On objecte encore que de nombreux saints ont recommandé de communier dans la bouche. Oui, et il est tout à fait légitime de préférer communier dans la bouche. Mais l’enjeu actuel n’est pas une querelle de rites. Il s’agit d’opter pour un commandement du Seigneur : « Tu aimeras ton prochain comme toi-même » (Mt 22,39), en l’occurrence en choisissant de poser un geste qui ne transmettra pas le covid aux autres membres de l’assemblée, ou bien de préférer une tradition qui vient des hommes.

Un choix

Notre Seigneur a été confronté à un dilemme semblable durant sa vie publique. Certains juifs consacraient leur fortune personnelle à l’entretien du temple (attitude louable et même admirable), mais ils en tiraient argument pour ne pas prendre soin de leurs vieux parents : « Supposons qu’un homme déclare à son père ou à sa mère : “Les ressources qui m’auraient permis de t’aider sont korbane, c’est-à-dire don réservé à Dieu”, alors vous ne l’autorisez plus à faire quoi que ce soit pour son père ou sa mère ; vous annulez ainsi la parole de Dieu par la tradition que vous transmettez. Et vous faites beaucoup de choses du même genre. » (Mc 7, 11-13)

Il serait bien dommage que des fidèles catholiques annulent la parole de Dieu (le commandement de l’amour du prochain) pour une tradition humaine (pourtant vénérable).
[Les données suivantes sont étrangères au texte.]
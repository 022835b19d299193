// Main entry point for the HelpLink API server

use anyhow::{Context, Result};
use helplink_core::{server::build_app, Config};
use sqlx::postgres::PgPoolOptions;
use tracing_subscriber::{layer::SubscriberExt, util::SubscriberInitExt};

#[tokio::main]
async fn main() -> Result<()> {
    tracing_subscriber::registry()
        .with(
            tracing_subscriber::EnvFilter::try_from_default_env()
                .unwrap_or_else(|_| "info,helplink_core=debug,sqlx=warn".into()),
        )
        .with(tracing_subscriber::fmt::layer())
        .init();

    tracing::info!("Starting HelpLink API");

    let config = Config::from_env().context("Failed to load configuration")?;
    tracing::info!("Configuration loaded");

    tracing::info!("Connecting to database...");
    let pool = PgPoolOptions::new()
        .max_connections(10)
        .connect(&config.database_url)
        .await
        .context("Failed to connect to database")?;
    tracing::info!("Database connected");

    tracing::info!("Running database migrations...");
    sqlx::migrate!("./migrations")
        .run(&pool)
        .await
        .context("Failed to run migrations")?;
    tracing::info!("Migrations complete");

    let port = config.port;
    let app = build_app(pool, config);

    let addr = format!("0.0.0.0:{}", port);
    tracing::info!("Starting server on {}", addr);
    tracing::info!("Health check: http://localhost:{}/health", port);

    let listener = tokio::net::TcpListener::bind(&addr)
        .await
        .context("Failed to bind to address")?;

    axum::serve(listener, app).await.context("Server error")?;

    Ok(())
}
Si sainte Térésa de Calcutta (parfois invoquée comme partisane de la communion dans la bouche) était parmi nous aujourd’hui, pensez-vous réellement qu’elle prendrait le risque d’infecter une vieille personne en communiant ? N’obéirait-elle pas humblement aux évêques et à leur bon sens en communiant dans la main et en attendant des jours meilleurs où elle pourrait à nouveau communier dans la bouche ?

Aujourd’hui, des gens âgés ne retournent pas à la messe pour la simple raison qu’ils savent que des jeunes et des prêtres ne prennent pas de précautions suffisantes face à l’épidémie : ils ont peur d’être atteints par cette maladie. N’a-t-on pas le devoir de tout faire pour qu’ils puissent participer sereinement au culte divin ?

1 cf. https://eglise.catholique.fr/sengager-dans-la-societe/sante/coronavirus-covid19/494529-coronavirus-message-pere-thierry-magnin/

2 Catéchèses mystagogiques, V, 21, Paris, Cerf, « Sources chrétiennes », 126 bis, p. 171. Cet enseignement a été donné aux environs de 365. Ce rite de la communion dans la main est attesté à la même époque dans toute la chrétienté, notamment par S. Jérôme (Rome et Jérusalem), S. Augustin (Afrique du Nord), S. Jean-Chrysostome (Constantinople.)